FULL RECOMMENDATION
SECTION 12 (2), PROTECTED DISCLOSURES ACT, 2014 PARTIES : CPM IRELAND LIMITED (REPRESENTED BY PENINSULA BUSINESS SERVICES (IRELAND) LTD) - AND - NATASHA CALLAGHAN DIVISION : Chairman: Ms O'Donnell Employer Member: Ms Connolly Worker Member: Mr Hall |
1. Appeal of Adjudication Officer's Decision No. ADJ-00009657.
BACKGROUND:
2. The Claimant appealed the Decision of the Adjudication Officer to the Labour Court in accordance with Section 12(2) of the Protected Disclosures Act, 2014. A Labour Court hearing took place on 9th April, 2019. The following is the Determination of the Court:
DETERMINATION:
This is an appeal by Natasha Callaghan (the Complainant) against Decision ADJ-00009657 of an Adjudication Officer in her complaint against her past Employer CPM Ireland Limited (the Respondent). The complaint was made pursuant to the Protected Disclosures Act 2014 (the Act). The Adjudication Officer held that the complaint of penalisation was not well founded.
Background
The Complainant commenced employment with the Respondent on the 15th May 2017. The offer of employment was subject to, attendance at induction training, the provision of two verifiable references and the completion of a Driver Declaration form. It is the complainant’s case that she made a protected disclosure on the 29th/ 30th May 2017 and that her employment was terminated on the 7th June 2017.
The Respondent disputes that a protected disclosure was made.

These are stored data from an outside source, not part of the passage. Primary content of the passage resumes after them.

use std::fmt;

/// Opaque label marking a position in a method body
#[derive(Copy, Clone, Hash, Eq, PartialEq, PartialOrd, Ord)]
pub struct SynLabel(usize);

impl SynLabel {
    pub const fn new(id: usize) -> SynLabel {
        SynLabel(id)
    }

    pub const fn id(&self) -> usize {
        self.0
    }

    /// Get the next fresh label
    pub fn next(&self) -> SynLabel {
        SynLabel(self.0 + 1)
    }
}

/// Generates new labels
pub trait LabelGenerator<Label> {
    /// Generate a fresh label
    fn fresh_label(&mut self) -> Label;
}

/// Label generator for [`SynLabel`]
///
/// Cloning does not split the generator source - the cloned generator will produce the same
/// sequence of labels as the original.
#[derive(Clone)]
pub struct SynLabelGenerator(SynLabel);

impl SynLabelGenerator {
    pub fn new(start: SynLabel) -> SynLabelGenerator {
        SynLabelGenerator(start)
    }
}

impl LabelGenerator<SynLabel> for SynLabelGenerator {
    fn fresh_label(&mut self) -> SynLabel {
        let to_return = self.0;
        self.0 = self.0.next();
        to_return
    }
}

impl fmt::Debug for SynLabel {
    fn fmt(&self, formatter: &mut fmt::Formatter<'_>) -> fmt::Result {
        formatter.write_fmt(format_args!("l{}", self.0))
    }
}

It is their case that the offer of employment was withdrawn as issues had arisen in relation to the Driver Declaration form, the Complainant’s references and the fact that the Complainant was on unauthorised absences on the 6th and 7th June 2017.
Complainant’s case
The Complainant completed her training and was placed in the field working with another colleague from Monday the 22nd May 2017. While working with this colleague she noticed that some of the practises being followed were not in line with what had been outlined at the induction training. It is the Complainant’s case that she raised these issues verbally and then in writing with the National Sales Manager. It is the Complainant’s case that in passing on Friday the 27th May 2017 she mentioned to her co-worker that she had accumulated a number of penalty points on her driving license.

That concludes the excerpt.